On my to-read shelf:

That’s 13 books I’ve completed, reread or skimmed to review.   I still need to finish those 4!!!

In the summer of 2010, as I began my journey as part of Kentucky’s Leadership Network, I chose the shortest book to read, because “I didn’t like to read” I considered myself a nonreader and I was proud of it (smh).  But I made a decision over the next few years to begin reading more.  And I continue to make that decision, because I believe its imperative to read if I want my learners to read.  Its imperative I continue to learn if I want my learners to learn.  I must model what I wish to see in my students…
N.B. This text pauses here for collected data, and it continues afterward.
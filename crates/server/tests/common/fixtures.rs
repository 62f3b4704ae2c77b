//! Test fixtures for building agent archives.

use serde_json::{Value, json};
use std::io::{Cursor, Write};
use zip::write::SimpleFileOptions;

/// Contents of `agent.py` in [`agent_zip`].
#[allow(dead_code)]
pub const AGENT_SOURCE: &[u8] = b"def act(obs):\n    return 'hold'\n";

/// Build an in-memory zip from `(name, contents)` pairs, stored uncompressed.
#[allow(dead_code)]
pub fn build_zip(files: &[(&str, &[u8])]) -> Vec<u8> {
    let mut writer = zip::ZipWriter::new(Cursor::new(Vec::new()));
    let options = SimpleFileOptions::default().compression_method(zip::CompressionMethod::Stored);
    for (name, data) in files {
        writer.start_file(*name, options).expect("start zip entry");
        writer.write_all(data).expect("write zip entry");
    }
    writer.finish().expect("finish zip").into_inner()
}

/// Zip containing a single `agent.py`.
#[allow(dead_code)]
pub fn agent_zip() -> Vec<u8> {
    build_zip(&[("agent.py", AGENT_SOURCE)])
}

/// [`agent_zip`] with one payload byte flipped so the CRC check fails.
#[allow(dead_code)]
pub fn corrupt_agent_zip() -> Vec<u8> {
    let mut data = agent_zip();
    let offset = data
        .windows(AGENT_SOURCE.len())
        .position(|w| w == AGENT_SOURCE)
        .expect("payload present in archive");
    data[offset] ^= 0xff;
    data
}

/// Upload metadata for an agent.
#[allow(dead_code)]
pub fn agent_metadata(name: &str, load: &str) -> Value {
    json!({
        "name": name,
        "load": load,
        "side": "red",
        "param_schema": {},
        "supported_env_templates": [1001],
    })
}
I’m pretty proud of all that I’ve read this summer, not being braggy, because it takes effort (reading is not my strong suit), yet I have grown to truly enjoy – it has become my escape.
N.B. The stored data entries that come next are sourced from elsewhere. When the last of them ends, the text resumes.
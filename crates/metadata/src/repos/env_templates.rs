//! Environment template repository trait.

use crate::error::MetadataResult;
use crate::models::EnvTemplateRow;
use async_trait::async_trait;

/// Repository for environment templates.
#[async_trait]
pub trait EnvTemplateRepo: Send + Sync {
    /// Insert a new template.
    async fn create_env_template(&self, template: &EnvTemplateRow) -> MetadataResult<()>;

    /// Get a template by ID.
    async fn get_env_template(&self, id: i64) -> MetadataResult<Option<EnvTemplateRow>>;

    /// Get a template by name.
    async fn get_env_template_by_name(&self, name: &str)
    -> MetadataResult<Option<EnvTemplateRow>>;

    /// List all templates.
    async fn list_env_templates(&self) -> MetadataResult<Vec<EnvTemplateRow>>;

    /// Delete a template by ID. Instances referencing it are left alone.
    async fn delete_env_template(&self, id: i64) -> MetadataResult<()>;

    /// Delete every template. Returns the number of rows removed.
    async fn delete_all_env_templates(&self) -> MetadataResult<u64>;
}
School Year Goals 16-17 #MTBoSBlaugust Post 6


I have many hopes for this year.  This summer I’ve had some mixed feelings – its year 22, which means, I am likely in my last 6-10 years of my teaching career.  Which means, I don’t have that many more “tries” at getting it right.  Wow.  That makes me a little sad.

But having that realization – I savor moments when I get to talk with former students.  I realize what a privilege I’ve had and I am grateful.
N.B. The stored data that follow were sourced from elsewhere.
//! API error types.

use crate::response::empty_envelope;
use crate::saga::UploadError;
use axum::http::StatusCode;
use axum::response::{IntoResponse, Response};
use scheme_metadata::MetadataError;
use scheme_storage::StorageError;

/// Message returned for every 5xx response. Details are only logged.
pub const INTERNAL_ERROR_MSG: &str = "internal server error";

/// API error type.
#[derive(Debug, thiserror::Error)]
pub enum ApiError {
    #[error("{0}")]
    NotFound(String),

    #[error("{0}")]
    BadRequest(String),

    #[error("{0}")]
    Conflict(String),

    #[error("invalid file format: {0}")]
    Format(String),

    #[error("corrupt archive: {0}")]
    CorruptArchive(String),

    #[error("internal error: {0}")]
    Internal(String),

    #[error("storage error: {0}")]
    Storage(#[from] StorageError),

    #[error("metadata error: {0}")]
    Metadata(#[from] MetadataError),

    #[error("core error: {0}")]
    Core(#[from] scheme_core::Error),
}

impl ApiError {
    /// Get the HTTP status code for this error.
    pub fn status_code(&self) -> StatusCode {
        match self {
            Self::NotFound(_) => StatusCode::NOT_FOUND,
            Self::BadRequest(_) => StatusCode::BAD_REQUEST,
            Self::Conflict(_) => StatusCode::CONFLICT,
            Self::Format(_) | Self::CorruptArchive(_) => StatusCode::BAD_REQUEST,
            Self::Internal(_) => StatusCode::INTERNAL_SERVER_ERROR,
            Self::Storage(e) => match e {
                StorageError::NotFound(_) => StatusCode::NOT_FOUND,
                _ => StatusCode::INTERNAL_SERVER_ERROR,
            },
            Self::Metadata(e) => match e {
                MetadataError::NotFound(_) => StatusCode::NOT_FOUND,
                MetadataError::AlreadyExists(_) => StatusCode::CONFLICT,
                MetadataError::Constraint(_) => StatusCode::BAD_REQUEST,
                _ => StatusCode::INTERNAL_SERVER_ERROR,
            },
            Self::Core(e) => match e {
                scheme_core::Error::InvalidFormat(_)
                | scheme_core::Error::CorruptArchive(_)
                | scheme_core::Error::InvalidStatus(_) => StatusCode::BAD_REQUEST,
                _ => StatusCode::INTERNAL_SERVER_ERROR,
            },
        }
    }

    /// Message placed in the envelope.
    pub fn client_message(&self) -> String {
        if self.status_code().is_server_error() {
            return INTERNAL_ERROR_MSG.to_string();
        }
        match self {
            Self::Metadata(
                MetadataError::NotFound(msg)
                | MetadataError::AlreadyExists(msg)
                | MetadataError::Constraint(msg),
            ) => msg.clone(),
            _ => self.to_string(),
        }
    }
}

impl From<UploadError> for ApiError {
    fn from(err: UploadError) -> Self {
        match err {
            UploadError::Format(msg) => Self::Format(msg),
            UploadError::CorruptArchive(msg) => Self::CorruptArchive(msg),
            UploadError::ObjectStore(e) => Self::Storage(e),
            UploadError::Metadata(e) => Self::Metadata(e),
            UploadError::Internal(msg) => Self::Internal(msg),
        }
    }
}

impl IntoResponse for ApiError {
    fn into_response(self) -> Response {
        let status = self.status_code();
        if status.is_server_error() {
            tracing::error!(error = %self, "request failed");
        } else {
            tracing::debug!(error = %self, status = status.as_u16(), "request rejected");
        }
        empty_envelope(status, self.client_message())
    }
}

/// Result type for API handlers.
pub type ApiResult<T> = std::result::Result<T, ApiError>;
Open house last week was exactly what I needed – to get pumped about having students back with me again.  So many possibilities!

Class / Lesson Closures #1TMCthing as @druinok puts it “Never Skip the Close”

I have focused on questioning for the past several years and intentional effort to utilize reflection / literacy strategies but I feel that I need to mesh those big ideas with closure. Helping students reflect and wrap it all together, walk away with a concrete something to hold on and refer back to.   I know how to do it, but I fail to wrap up a lesson nicely.  That is my number one focus this year.  Class wrap up and lesson closures.  Listening to Tracy Zager at #TMC16 and the time with David Wees & team in the Contemplate and Calculate morning sessions helped me realized my need but also made it feel doable with some purposeful planning.

My initial plan is to practice #CthenC from week 1 and embed that routine weekly to really help students become comfortable with it early in the year.  I’ve mentioned this before, but the meta reflection component will allow students to process their thinking, talk and share.  But my role will be to scribe some of their thoughts, but most importantly – to make those connections back to the students’ initial noticings.

I believe that may have been my BIG A-HA moment at TMC16.  I had always struggled finding a good way to make connections for students when implementing Smith & Stein’s Five Practices – but #CthenC provided a structure I feel comfortable with – one I see as attainable – able to successfully guide students in those connections.


On days we are not utilizing #CthenC, I plan to have an alarm set on my fitbit 6 minutes prior to end of each class bell.  This will give me 1 minute to wrap up, refocus students; 4 minutes to reflection/exit slip and 1 minute to allow students to pack up, ready to leave.


Laugh and Enjoy

Why did I go into education?  Because I want students to enjoy seeing patterns, finding structure and using those ideas to make predictions, and do more complex math.  I want them to not dread coming to class.  I want them to experience success.  I want them to see they can do it, believe in themselves and I want to see their smiles when they get it!  That’s my joy.  They smile when they’ve accomplished something difficult.  Last year, I wanted to laugh more and we did, but I plan to continue growing in this area.


High-Five Fridays!

Glenn shared his success with daily high fives and Shelli shared how much it impacted the culture in her classroom.  I did it a few weeks, but then got busy, started focusing on the things that didn’t matter and let it fall to the wayside.


Parent Communication

Again, I begin the year and do well with this.  Friday Five – I called / emailed five parents every Friday.  I make it about 6 weeks, then I begin to fall off the wagon.  Its imperative that I do this.  Its key to open and keep the communication lines open with parents / guardians.  Sadly, when my energy goes south, I let it go because there’s no accountability.  In my opinion, administration   could care less.  They say they want us to do this, yet there has never been follow-up or a conversation about it unless instigated by me.  Even though I am very wrong in letting this go, its easy (wrongfully so) to not follow through.  When noone else is in the building past 3:00 on Friday afternoon (okay, Mrs. Stapp is still there too), its hard to make myself stay and get the task completed.

That makes me sound very unprofessional.  As a parent, I’m disappointed in myself.  But I also know that at some point in the year, I get to a point of self-preservation, I simply cannot do it all.  My intent is to set boundaries, weekly goals and stick with them, even if only a brief communication – I need to be accountable to this.


Daily Self-Reflection / Weekly Blog

Thanks to conversations out of Sara VanDerwerf’s flex session at TMC16, I felt a ping of how important this is.  Even if only a daily 5-8 minute reflection of how the day went or quick post for #180blog.  I want to be accountable to weekly blogging.  Its the first thing to go when I start treadding.  Yet, its the most powerful tool in helping me grow.